The District Court’s Analysis
The district court concluded that Armani was disabled under the “own occupation” standard and awarded nine days of benefits at the end of the initial 24-month period. The district court also held that Armani failed to show by a preponderance of the evidence that he was disabled from “all occupations,” concluding that the administrative record contained “scant information regarding [Armani’s] condition during this period.”
Armani argued that he was unable to perform any occupation classified as sedentary because, by definition, sedentary work required an ability to sit for six hours. The district court rejected this argument, holding that Northwestern Mutual was not bound by this definition, as it was drawn from the Social Security context, and ERISA and Social Security are vastly different. It also held that Armani had failed to demonstrate how his disability prevented him from performing any of the sedentary occupations identified by Northwestern.
The Ninth Circuit’s Opinion
The Ninth Circuit first recognized that “the claimant has the burden of proving by a preponderance of the evidence that he was disabled under the terms of the plan.” The court also found that the evidence before the district court “plainly showed that . . . every physician and chiropractor who treated Armani determined that he could not sit for more than four hours a day.”
The Ninth Circuit then concluded that the district court had erred in rejecting Armani’s definition of “sedentary” work that was drawn from the Social Security context. The court based this conclusion in part on the fact that “other courts evaluating ERISA claims and interpreting the DOT have consistently held that an employee who cannot sit for more than four hours in an eight-hour workday cannot perform work classified as ‘sedentary.’” The court also found that “[s]ome of these courts have further noted that ‘sedentary work’ generally requires the ability to sit for at least six hours.”
The court held that an employee who cannot sit for more than four hours in an eight-hour workday cannot perform sedentary work that requires sitting most of the time.
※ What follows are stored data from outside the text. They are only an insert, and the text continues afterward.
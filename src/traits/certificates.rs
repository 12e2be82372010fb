//! Certificate persistence interface

use uuid::Uuid;

use crate::error::StorageError;
use crate::model::{ArtifactState, Certificate, NewCertificate};
use crate::serial::Serial;

/// Certificate storage
///
/// Lookups return `Ok(None)` for missing rows; errors are reserved for
/// backend failures.
pub trait CertificateStore: Send + Sync {
    /// Persist a new certificate as shareable with a pending artifact
    ///
    /// The store assigns the id and issue date.
    ///
    /// # Errors
    /// * `StorageError::Conflict` - serial or sequence number already taken
    fn insert_certificate(&self, new: NewCertificate) -> Result<Certificate, StorageError>;

    fn get_certificate(&self, id: &Uuid) -> Result<Option<Certificate>, StorageError>;

    /// Exact match on (serial, normalized roll number)
    fn find_by_serial_and_roll(
        &self,
        serial: &Serial,
        roll_number: &str,
    ) -> Result<Option<Certificate>, StorageError>;

    /// Update the public-sharing flag and nothing else
    ///
    /// # Returns
    /// * the updated certificate, `None` if it does not exist
    fn set_shareable(&self, id: &Uuid, shareable: bool)
        -> Result<Option<Certificate>, StorageError>;

    /// Replace the artifact state while the stored state is still pending
    ///
    /// # Returns
    /// * `true` if the row was updated, `false` if it is missing or already ready
    fn update_artifact(&self, id: &Uuid, state: &ArtifactState) -> Result<bool, StorageError>;

    /// Count one more failed render against a pending artifact
    ///
    /// The increment happens in storage, so concurrent failures are all counted.
    ///
    /// # Returns
    /// * the new attempt count, `None` if the row is missing or already ready
    fn record_artifact_failure(&self, id: &Uuid, error: &str)
        -> Result<Option<u32>, StorageError>;

    /// Certificates still waiting for an artifact, oldest first
    ///
    /// Skips those that already failed `max_attempts` times.
    fn pending_artifacts(
        &self,
        limit: usize,
        max_attempts: u32,
    ) -> Result<Vec<Certificate>, StorageError>;

    /// Newest first
    fn list_by_institution(&self, institution_id: &Uuid) -> Result<Vec<Certificate>, StorageError>;

    /// Newest first
    fn list_by_student(&self, student_id: &Uuid) -> Result<Vec<Certificate>, StorageError>;

    fn count_certificates(&self) -> Result<u64, StorageError>;

    /// Check if storage is reachable
    fn is_healthy(&self) -> bool;
}
//! Issuance workflow

use std::sync::Arc;

use serde_json::json;
use uuid::Uuid;

use super::request::IssueRequest;
use crate::artifact::ArtifactService;
use crate::error::{ServerError, ServerResult};
use crate::model::{
    verification_url, AcademicRecord, ActivityAction, ActivityEvent, ActorType, Certificate,
    Institution, NewCertificate, RollNumber, Student,
};
use crate::serial;
use crate::traits::{ActivityLog, CertificateStore, Notifier, Registry, SequenceStore};

/// Knobs for the issuance workflow
#[derive(Debug, Clone)]
pub struct IssuanceSettings {
    /// Public base URL used for the verification link
    pub base_url: String,

    /// Render the artifact before returning (otherwise left to the background job)
    pub render_inline: bool,
}

/// Turns an enrollment into a numbered, verifiable certificate
///
/// Failure boundaries:
/// - precondition and validation failures mutate nothing
/// - a failed allocation prevents any certificate write
/// - a failed certificate write skips the allocated number
/// - artifact, activity and notification failures never undo the issuance
#[derive(Clone)]
pub struct IssuanceCoordinator {
    sequence: Arc<dyn SequenceStore>,
    certificates: Arc<dyn CertificateStore>,
    registry: Arc<dyn Registry>,
    activity: Arc<dyn ActivityLog>,
    notifier: Arc<dyn Notifier>,
    artifacts: ArtifactService,
    settings: IssuanceSettings,
}

impl IssuanceCoordinator {
    pub fn new(
        sequence: Arc<dyn SequenceStore>,
        certificates: Arc<dyn CertificateStore>,
        registry: Arc<dyn Registry>,
        activity: Arc<dyn ActivityLog>,
        notifier: Arc<dyn Notifier>,
        artifacts: ArtifactService,
        settings: IssuanceSettings,
    ) -> Self {
        Self {
            sequence,
            certificates,
            registry,
            activity,
            notifier,
            artifacts,
            settings,
        }
    }

    /// Issue a certificate on behalf of `institution_id`
    ///
    /// # Errors
    /// * `InstitutionNotFound` / `PermissionRevoked` - institution cannot issue
    /// * `NotEnrolled` / `StudentNotFound` - no usable enrollment
    /// * `MissingRequiredField` / `InvalidArgument` - request incomplete
    /// * `Storage` / `SerialSpaceExhausted` - allocation or write failed
    pub async fn issue(
        &self,
        institution_id: Uuid,
        request: IssueRequest,
    ) -> ServerResult<Certificate> {
        let institution = self.check_institution(&institution_id)?;
        let student = self.check_enrollment(&request.student_id, &institution)?;

        let roll_number = RollNumber::parse(&request.roll_number)?;
        let academic = AcademicRecord::build(
            request.certificate_type,
            &request.details,
            institution.board.as_deref(),
        )?;

        // Preconditions hold; from here on numbers get consumed
        let sequence_number = self.sequence.allocate_next()?;
        let serial = serial::encode(sequence_number).map_err(|e| {
            tracing::error!(sequence_number, error = %e, "Serial space exhausted");
            ServerError::from(e)
        })?;

        let new = NewCertificate {
            verification_url: verification_url(&self.settings.base_url, &serial),
            serial,
            sequence_number,
            certificate_type: request.certificate_type,
            student_id: student.id,
            institution_id: institution.id,
            roll_number,
            academic,
            authority_name: institution.authority_name.clone(),
            authority_title: institution.authority_title.clone(),
        };

        let mut certificate = self.certificates.insert_certificate(new).map_err(|e| {
            tracing::error!(
                sequence_number,
                error = %e,
                "Certificate write failed, sequence number skipped"
            );
            ServerError::from(e)
        })?;

        tracing::info!(
            serial = %certificate.serial,
            sequence_number,
            institution_id = %institution.id,
            student_id = %student.id,
            certificate_type = %certificate.certificate_type,
            "Certificate issued"
        );

        if self.settings.render_inline {
            self.render_inline(&mut certificate).await;
        }

        self.record_issued(&certificate, &institution).await;
        if let Err(e) = self
            .notifier
            .certificate_issued(&certificate, &student, &institution)
            .await
        {
            tracing::warn!(serial = %certificate.serial, error = %e, "Issuance notification failed");
        }

        Ok(certificate)
    }

    fn check_institution(&self, institution_id: &Uuid) -> ServerResult<Institution> {
        let institution = self
            .registry
            .get_institution(institution_id)?
            .ok_or_else(|| ServerError::InstitutionNotFound(institution_id.to_string()))?;

        if !institution.can_issue_certificates {
            return Err(ServerError::PermissionRevoked(institution.name));
        }
        Ok(institution)
    }

    fn check_enrollment(&self, student_id: &Uuid, institution: &Institution) -> ServerResult<Student> {
        if !self.registry.enrollment_exists(student_id, &institution.id)? {
            return Err(ServerError::NotEnrolled {
                student_id: student_id.to_string(),
                institution_id: institution.id.to_string(),
            });
        }
        self.registry
            .get_student(student_id)?
            .ok_or_else(|| ServerError::StudentNotFound(student_id.to_string()))
    }

    async fn render_inline(&self, certificate: &mut Certificate) {
        match self.artifacts.render_and_record(certificate).await {
            Ok(state) => certificate.artifact = state,
            Err(_) => {
                // Failure already logged and recorded; reflect the stored attempt count
                if let Ok(Some(stored)) = self.certificates.get_certificate(&certificate.id) {
                    certificate.artifact = stored.artifact;
                }
            }
        }
    }

    async fn record_issued(&self, certificate: &Certificate, institution: &Institution) {
        let event = ActivityEvent::for_certificate(
            ActivityAction::CertificateIssued,
            ActorType::Institution,
            Some(institution.id),
            institution.name.clone(),
            certificate.id,
            Some(institution.id),
            json!({
                "serial": certificate.serial,
                "certificateType": certificate.certificate_type,
                "studentId": certificate.student_id,
            }),
        );
        if let Err(e) = self.activity.record(event).await {
            tracing::warn!(serial = %certificate.serial, error = %e, "Failed to record activity");
        }
    }
}
// File: src/storage/sqlite/mod.rs

mod activity;
mod certificates;
mod config;
mod convert;
mod registry;
mod schema;
mod sequence;
mod store;

// Public exports
pub use config::SqliteConfig;
pub use schema::SCHEMA_VERSION;
pub use store::SqliteStore;
//! Certificate store tests

use certify_server::error::StorageError;
use certify_server::model::{ArtifactRef, ArtifactState};
use certify_server::serial::encode;
use certify_server::traits::{CertificateStore, RegistryWriter};

use crate::common::*;

trait Backend: CertificateStore + RegistryWriter {}
impl<T: CertificateStore + RegistryWriter> Backend for T {}

fn with_backends(scenario: impl Fn(&dyn Backend)) {
    let (_dir, sqlite) = sqlite_store();
    seed_registry(sqlite.as_ref());
    scenario(sqlite.as_ref());

    let memory = seeded_memory_store();
    scenario(memory.as_ref());
}

fn ready_state() -> ArtifactState {
    ArtifactState::Ready {
        artifact: ArtifactRef {
            location: "mem://doc".into(),
            digest: "ab".repeat(32),
        },
        rendered_at: chrono::Utc::now(),
    }
}

#[test]
fn test_insert_and_lookup() {
    with_backends(|store| {
        let inserted = store.insert_certificate(new_certificate(1, ROLL_NUMBER)).unwrap();

        assert!(inserted.is_publicly_shareable);
        assert_eq!(inserted.artifact, ArtifactState::pending());

        let fetched = store.get_certificate(&inserted.id).unwrap().unwrap();
        assert_eq!(fetched.serial, inserted.serial);
        assert_eq!(fetched.academic, inserted.academic);
        assert_eq!(fetched.roll_number, inserted.roll_number);

        let serial = encode(1).unwrap();
        let found = store
            .find_by_serial_and_roll(&serial, ROLL_NUMBER)
            .unwrap()
            .unwrap();
        assert_eq!(found.id, inserted.id);

        assert!(store
            .find_by_serial_and_roll(&serial, "DHK-000000")
            .unwrap()
            .is_none());
        assert!(store
            .find_by_serial_and_roll(&encode(2).unwrap(), ROLL_NUMBER)
            .unwrap()
            .is_none());

        assert_eq!(store.count_certificates().unwrap(), 1);
        assert!(store.is_healthy());
    });
}

#[test]
fn test_duplicate_serial_conflicts() {
    with_backends(|store| {
        store.insert_certificate(new_certificate(1, ROLL_NUMBER)).unwrap();

        let err = store
            .insert_certificate(new_certificate(1, "DHK-OTHER"))
            .unwrap_err();
        assert!(matches!(err, StorageError::Conflict(_)), "got {:?}", err);
        assert_eq!(store.count_certificates().unwrap(), 1);
    });
}

#[test]
fn test_unknown_student_conflicts() {
    with_backends(|store| {
        let mut new = new_certificate(1, ROLL_NUMBER);
        new.student_id = uuid::Uuid::new_v4();

        let err = store.insert_certificate(new).unwrap_err();
        assert!(matches!(err, StorageError::Conflict(_)), "got {:?}", err);
    });
}

#[test]
fn test_set_shareable_changes_only_the_flag() {
    with_backends(|store| {
        let inserted = store.insert_certificate(new_certificate(1, ROLL_NUMBER)).unwrap();

        let hidden = store.set_shareable(&inserted.id, false).unwrap().unwrap();
        assert!(!hidden.is_publicly_shareable);
        assert_eq!(hidden.serial, inserted.serial);
        assert_eq!(hidden.sequence_number, inserted.sequence_number);
        assert_eq!(hidden.artifact, inserted.artifact);

        assert!(store
            .set_shareable(&uuid::Uuid::new_v4(), false)
            .unwrap()
            .is_none());
    });
}

#[test]
fn test_ready_artifact_is_terminal() {
    with_backends(|store| {
        let inserted = store.insert_certificate(new_certificate(1, ROLL_NUMBER)).unwrap();

        let failed = inserted.artifact.after_failure("disk full").unwrap();
        assert!(store.update_artifact(&inserted.id, &failed).unwrap());
        assert_eq!(
            store.get_certificate(&inserted.id).unwrap().unwrap().artifact.attempts(),
            1
        );

        assert!(store.update_artifact(&inserted.id, &ready_state()).unwrap());
        let stored = store.get_certificate(&inserted.id).unwrap().unwrap();
        assert!(stored.artifact.is_ready());

        // Neither a second render nor a stale failure overwrites it
        assert!(!store.update_artifact(&inserted.id, &ready_state()).unwrap());
        assert!(!store.update_artifact(&inserted.id, &failed).unwrap());
        assert!(store
            .get_certificate(&inserted.id)
            .unwrap()
            .unwrap()
            .artifact
            .is_ready());
    });
}

#[test]
fn test_record_artifact_failure_increments_in_place() {
    with_backends(|store| {
        let inserted = store.insert_certificate(new_certificate(1, ROLL_NUMBER)).unwrap();

        // Two writers with the same stale snapshot both count
        assert_eq!(
            store.record_artifact_failure(&inserted.id, "timeout").unwrap(),
            Some(1)
        );
        assert_eq!(
            store.record_artifact_failure(&inserted.id, "disk full").unwrap(),
            Some(2)
        );

        let stored = store.get_certificate(&inserted.id).unwrap().unwrap();
        assert_eq!(
            stored.artifact,
            ArtifactState::Pending {
                attempts: 2,
                last_error: Some("disk full".into()),
            }
        );

        assert!(store.update_artifact(&inserted.id, &ready_state()).unwrap());
        assert_eq!(
            store.record_artifact_failure(&inserted.id, "late").unwrap(),
            None
        );
        assert!(store
            .get_certificate(&inserted.id)
            .unwrap()
            .unwrap()
            .artifact
            .is_ready());

        assert_eq!(
            store
                .record_artifact_failure(&uuid::Uuid::new_v4(), "missing")
                .unwrap(),
            None
        );
    });
}

#[test]
fn test_pending_artifacts_oldest_first_and_capped() {
    with_backends(|store| {
        let first = store.insert_certificate(new_certificate(1, "DHK-1")).unwrap();
        let second = store.insert_certificate(new_certificate(2, "DHK-2")).unwrap();
        let third = store.insert_certificate(new_certificate(3, "DHK-3")).unwrap();

        store.update_artifact(&second.id, &ready_state()).unwrap();

        // Third has exhausted its attempts
        let exhausted = ArtifactState::Pending {
            attempts: 5,
            last_error: Some("renderer offline".into()),
        };
        store.update_artifact(&third.id, &exhausted).unwrap();

        let pending = store.pending_artifacts(10, 5).unwrap();
        let ids: Vec<_> = pending.iter().map(|c| c.id).collect();
        assert_eq!(ids, vec![first.id]);

        let pending = store.pending_artifacts(10, 6).unwrap();
        let ids: Vec<_> = pending.iter().map(|c| c.id).collect();
        assert_eq!(ids, vec![first.id, third.id]);

        assert_eq!(store.pending_artifacts(1, 6).unwrap().len(), 1);
    });
}

#[test]
fn test_listings_newest_first() {
    with_backends(|store| {
        for n in 1..=3 {
            store
                .insert_certificate(new_certificate(n, &format!("DHK-{}", n)))
                .unwrap();
        }

        let by_institution = store.list_by_institution(&institution_id()).unwrap();
        let sequences: Vec<_> = by_institution.iter().map(|c| c.sequence_number).collect();
        assert_eq!(sequences, vec![3, 2, 1]);

        assert_eq!(store.list_by_student(&student_id()).unwrap().len(), 3);
        assert!(store
            .list_by_student(&unenrolled_student_id())
            .unwrap()
            .is_empty());
        assert!(store
            .list_by_institution(&other_institution_id())
            .unwrap()
            .is_empty());
    });
}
The court concluded that the district court erred in finding that Armani had not established that he could not perform the sedentary occupations identified by Northwestern Mutual because the undisputed evidence established that Armani was unable to sit for more than four hours a day.
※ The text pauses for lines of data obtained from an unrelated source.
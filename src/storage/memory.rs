//! In-memory backend for tests and development
//!
//! Implements every storage trait behind mutexes, plus instrumentation
//! (allocation count, recorded activity) and one-shot failure injection.

use std::collections::HashMap;
use std::sync::atomic::{AtomicBool, AtomicU64, Ordering};
use std::sync::{Mutex, MutexGuard};

use async_trait::async_trait;
use uuid::Uuid;

use crate::error::StorageError;
use crate::model::{
    ActivityEvent, ArtifactState, Certificate, Enrollment, Institution, NewCertificate, Student,
};
use crate::serial::Serial;
use crate::traits::{ActivityLog, CertificateStore, Registry, RegistryWriter, SequenceStore};

#[derive(Default)]
struct Tables {
    /// Insertion order equals sequence order for successful issuances
    certificates: Vec<Certificate>,
    institutions: HashMap<Uuid, Institution>,
    students: HashMap<Uuid, Student>,
    enrollments: HashMap<(Uuid, Uuid), Enrollment>,
    activity: Vec<ActivityEvent>,
}

/// Mutex-guarded in-memory store
#[derive(Default)]
pub struct MemoryStore {
    counter: Mutex<Option<u64>>,
    tables: Mutex<Tables>,
    allocations: AtomicU64,
    lookups: AtomicU64,
    fail_next_allocation: AtomicBool,
    fail_next_insert: AtomicBool,
    fail_activity: AtomicBool,
}

impl MemoryStore {
    pub fn new() -> Self {
        Self::default()
    }

    /// Number of successful `allocate_next` calls
    pub fn allocation_count(&self) -> u64 {
        self.allocations.load(Ordering::SeqCst)
    }

    /// Number of `find_by_serial_and_roll` calls
    pub fn lookup_count(&self) -> u64 {
        self.lookups.load(Ordering::SeqCst)
    }

    /// Make the next `allocate_next` call fail
    pub fn fail_next_allocation(&self) {
        self.fail_next_allocation.store(true, Ordering::SeqCst);
    }

    /// Make the next `insert_certificate` call fail
    pub fn fail_next_insert(&self) {
        self.fail_next_insert.store(true, Ordering::SeqCst);
    }

    /// Make every activity-log write fail until switched off
    pub fn set_activity_failing(&self, failing: bool) {
        self.fail_activity.store(failing, Ordering::SeqCst);
    }

    /// Snapshot of everything recorded through `ActivityLog`
    pub fn activity(&self) -> Vec<ActivityEvent> {
        self.tables().map(|t| t.activity.clone()).unwrap_or_default()
    }

    fn tables(&self) -> Result<MutexGuard<'_, Tables>, StorageError> {
        self.tables
            .lock()
            .map_err(|_| StorageError::ConnectionFailed("lock poisoned".into()))
    }
}

impl SequenceStore for MemoryStore {
    fn allocate_next(&self) -> Result<u64, StorageError> {
        let mut counter = self
            .counter
            .lock()
            .map_err(|_| StorageError::ConnectionFailed("lock poisoned".into()))?;

        if self.fail_next_allocation.swap(false, Ordering::SeqCst) {
            return Err(StorageError::TransactionFailed(
                "injected allocation failure".into(),
            ));
        }

        let next = match *counter {
            None => 1,
            Some(last) => last.checked_add(1).ok_or_else(|| {
                StorageError::Corruption(format!("sequence counter at {} cannot advance", last))
            })?,
        };
        *counter = Some(next);
        self.allocations.fetch_add(1, Ordering::SeqCst);
        Ok(next)
    }

    fn current(&self) -> Result<Option<u64>, StorageError> {
        let counter = self
            .counter
            .lock()
            .map_err(|_| StorageError::ConnectionFailed("lock poisoned".into()))?;
        Ok(*counter)
    }
}

impl CertificateStore for MemoryStore {
    fn insert_certificate(&self, new: NewCertificate) -> Result<Certificate, StorageError> {
        if self.fail_next_insert.swap(false, Ordering::SeqCst) {
            return Err(StorageError::QueryFailed("injected insert failure".into()));
        }

        let mut tables = self.tables()?;
        if tables
            .certificates
            .iter()
            .any(|c| c.serial == new.serial || c.sequence_number == new.sequence_number)
        {
            return Err(StorageError::Conflict(format!(
                "certificates.serial {}",
                new.serial
            )));
        }
        if !tables.students.contains_key(&new.student_id)
            || !tables.institutions.contains_key(&new.institution_id)
        {
            return Err(StorageError::Conflict("FOREIGN KEY constraint failed".into()));
        }

        let certificate = new.into_certificate(Uuid::new_v4(), chrono::Utc::now());
        tables.certificates.push(certificate.clone());
        Ok(certificate)
    }

    fn get_certificate(&self, id: &Uuid) -> Result<Option<Certificate>, StorageError> {
        let tables = self.tables()?;
        Ok(tables.certificates.iter().find(|c| &c.id == id).cloned())
    }

    fn find_by_serial_and_roll(
        &self,
        serial: &Serial,
        roll_number: &str,
    ) -> Result<Option<Certificate>, StorageError> {
        self.lookups.fetch_add(1, Ordering::SeqCst);
        let tables = self.tables()?;
        Ok(tables
            .certificates
            .iter()
            .find(|c| &c.serial == serial && c.roll_number.as_str() == roll_number)
            .cloned())
    }

    fn set_shareable(
        &self,
        id: &Uuid,
        shareable: bool,
    ) -> Result<Option<Certificate>, StorageError> {
        let mut tables = self.tables()?;
        Ok(tables
            .certificates
            .iter_mut()
            .find(|c| &c.id == id)
            .map(|c| {
                c.is_publicly_shareable = shareable;
                c.clone()
            }))
    }

    fn update_artifact(&self, id: &Uuid, state: &ArtifactState) -> Result<bool, StorageError> {
        let mut tables = self.tables()?;
        match tables.certificates.iter_mut().find(|c| &c.id == id) {
            Some(c) if !c.artifact.is_ready() => {
                c.artifact = state.clone();
                Ok(true)
            }
            _ => Ok(false),
        }
    }

    fn record_artifact_failure(
        &self,
        id: &Uuid,
        error: &str,
    ) -> Result<Option<u32>, StorageError> {
        let mut tables = self.tables()?;
        let Some(c) = tables.certificates.iter_mut().find(|c| &c.id == id) else {
            return Ok(None);
        };
        Ok(c.artifact.after_failure(error).map(|next| {
            c.artifact = next;
            c.artifact.attempts()
        }))
    }

    fn pending_artifacts(
        &self,
        limit: usize,
        max_attempts: u32,
    ) -> Result<Vec<Certificate>, StorageError> {
        let tables = self.tables()?;
        let mut pending: Vec<Certificate> = tables
            .certificates
            .iter()
            .filter(|c| !c.artifact.is_ready() && c.artifact.attempts() < max_attempts)
            .cloned()
            .collect();
        pending.sort_by_key(|c| c.sequence_number);
        pending.truncate(limit);
        Ok(pending)
    }

    fn list_by_institution(&self, institution_id: &Uuid) -> Result<Vec<Certificate>, StorageError> {
        let tables = self.tables()?;
        Ok(newest_first(
            tables
                .certificates
                .iter()
                .filter(|c| &c.institution_id == institution_id),
        ))
    }

    fn list_by_student(&self, student_id: &Uuid) -> Result<Vec<Certificate>, StorageError> {
        let tables = self.tables()?;
        Ok(newest_first(
            tables
                .certificates
                .iter()
                .filter(|c| &c.student_id == student_id),
        ))
    }

    fn count_certificates(&self) -> Result<u64, StorageError> {
        Ok(self.tables()?.certificates.len() as u64)
    }

    fn is_healthy(&self) -> bool {
        self.tables().is_ok()
    }
}

fn newest_first<'a>(certs: impl Iterator<Item = &'a Certificate>) -> Vec<Certificate> {
    let mut out: Vec<Certificate> = certs.cloned().collect();
    out.sort_by(|a, b| b.sequence_number.cmp(&a.sequence_number));
    out
}

impl Registry for MemoryStore {
    fn get_institution(&self, id: &Uuid) -> Result<Option<Institution>, StorageError> {
        Ok(self.tables()?.institutions.get(id).cloned())
    }

    fn get_student(&self, id: &Uuid) -> Result<Option<Student>, StorageError> {
        Ok(self.tables()?.students.get(id).cloned())
    }

    fn get_enrollment(
        &self,
        student_id: &Uuid,
        institution_id: &Uuid,
    ) -> Result<Option<Enrollment>, StorageError> {
        Ok(self
            .tables()?
            .enrollments
            .get(&(*student_id, *institution_id))
            .cloned())
    }

    fn count_institutions(&self) -> Result<u64, StorageError> {
        Ok(self.tables()?.institutions.len() as u64)
    }

    fn count_students(&self) -> Result<u64, StorageError> {
        Ok(self.tables()?.students.len() as u64)
    }
}

impl RegistryWriter for MemoryStore {
    fn upsert_institution(&self, institution: &Institution) -> Result<(), StorageError> {
        self.tables()?
            .institutions
            .insert(institution.id, institution.clone());
        Ok(())
    }

    fn upsert_student(&self, student: &Student) -> Result<(), StorageError> {
        self.tables()?.students.insert(student.id, student.clone());
        Ok(())
    }

    fn upsert_enrollment(&self, enrollment: &Enrollment) -> Result<(), StorageError> {
        let mut tables = self.tables()?;
        if !tables.students.contains_key(&enrollment.student_id)
            || !tables.institutions.contains_key(&enrollment.institution_id)
        {
            return Err(StorageError::Conflict("FOREIGN KEY constraint failed".into()));
        }
        tables.enrollments.insert(
            (enrollment.student_id, enrollment.institution_id),
            enrollment.clone(),
        );
        Ok(())
    }

    fn set_issuing_capability(
        &self,
        institution_id: &Uuid,
        enabled: bool,
    ) -> Result<bool, StorageError> {
        let mut tables = self.tables()?;
        Ok(match tables.institutions.get_mut(institution_id) {
            Some(inst) => {
                inst.can_issue_certificates = enabled;
                true
            }
            None => false,
        })
    }
}

#[async_trait]
impl ActivityLog for MemoryStore {
    async fn record(&self, event: ActivityEvent) -> Result<(), StorageError> {
        if self.fail_activity.load(Ordering::SeqCst) {
            return Err(StorageError::QueryFailed("injected activity failure".into()));
        }
        self.tables()?.activity.push(event);
        Ok(())
    }
}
The only positive aspect of this opinion is the Ninth Circuit’s reliance on the Department of Labor’s Dictionary of Occupational Titles. This provides a basis to challenge the argument from the plaintiffs’ bar that the DOT is outdated.
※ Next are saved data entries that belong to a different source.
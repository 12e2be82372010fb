//! Certificate document rendering

mod config;
mod renderer;
mod service;

pub use config::ArtifactConfig;
pub use renderer::{render_document, FileRenderer};
pub use service::ArtifactService;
It is troubling that the Ninth Circuit endorsed the application of standards applied under Social Security to matters governed by ERISA. This encourages continued efforts by the plaintiffs’ bar to expand the application of these standards to ERISA claims, which is rarely a good thing for plans or insurance carriers.
The more troubling aspect of this opinion is that it invites the district courts to apply a bright-line rule. The presentation of an ERISA matter before the district court generally involves arguing all the evidence in a persuasive fashion. The determination of whether a claimant can perform a sedentary job involves a variety of factors, including the ability to change positions. This determination is not conducive to a bright-line rule because all claims are in fact different and need to be decided on the weight of all the evidence in the administrative record. In the face of the simple argument by claimants that they cannot sit for more than 4 hours and therefore are entitled to benefits, it will be incumbent upon defendants to emphasize that all the evidence must be considered in applying the preponderance of the evidence standard.